Waters began nursing in December, 1927 at the Manitoba Tuberculosis Sanatorium in Ninette and remained there for two years. She then went to work in the Central Tuberculosis Clinic in Manitoba. In 1940, she enlisted in the Royal Canadian Army Medical Corps (RCAMC) and was appointed as the nursing-sister-in-charge of the Fort Osborne Military Hospital. On 27 October 1941, she became one of the first two nurses to serve in a battlefield area during World War II, when she and Kathleen Christie sailed aboard the HMT Awatea for Hong Kong with the Winnipeg Grenadiers. After stops in Honolulu and Manila the ship arrived in Kong Kong on 16 November. She was assigned to the malaria and dysentery wards of the hospital.

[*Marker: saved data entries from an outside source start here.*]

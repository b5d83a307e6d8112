//! The note corpus is organized through [repository::FsNoteRepository].
//! The basic idea is:
//!  - There is one directory holding every note.
//!  - Each local calendar day owns at most one note, `YYYY-MM-DD.md`.
//!  - Typing statistics for a day live next to the note in a hidden sidecar,
//!    `.stats-YYYY-MM-DD.toml`, written only by a live writing session.

pub mod entities;
pub mod repository;
pub mod template;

On December 8, when war was declared in the Pacific, the nurses moved to St. Albert's Convent. Within three days, they had established an Auxiliary Military Hospital at the convent and relocated all patients there. That same day, the first bombing of Hong Kong occurred, with the hospital taking seventeen direct hits. On Christmas Eve, rumors circulated that the colony had unconditionally surrendered to the Japanese forces and on Christmas day the Japanese occupation of Hong Kong began. On December 19, the St. Albert's Military Hospital was taken over by the Japanese. Though they were prisoners of war, the sisters continued to care for the patients under their charge until they were sent to Stanley Internment Camp in August 1942. After fourteen months of captivity, Waters was repatriated in 1943 to Canada.

Waters recuperated with her family for several months, trying to gain back the weight she had lost during her internment. She was presented with the Royal Red Cross, second class, on 6 April 1944, by Brigadier J. C. Stewart, commanding officer of military district 6. In June, she was honoured with the Colonial Hong Kong Gallantry Awards as a Royal Red Cross-Associate (ARRC). On 5 September 1945, she was shipped out to rejoin her unit as part of the staff on the TSS Letitia  and was briefly reunited with some of her fellow former POWs in Hawaii in October. She served on the Letitia, a hospital ship operating in the Atlantic and Pacific war theatres, until August 1946.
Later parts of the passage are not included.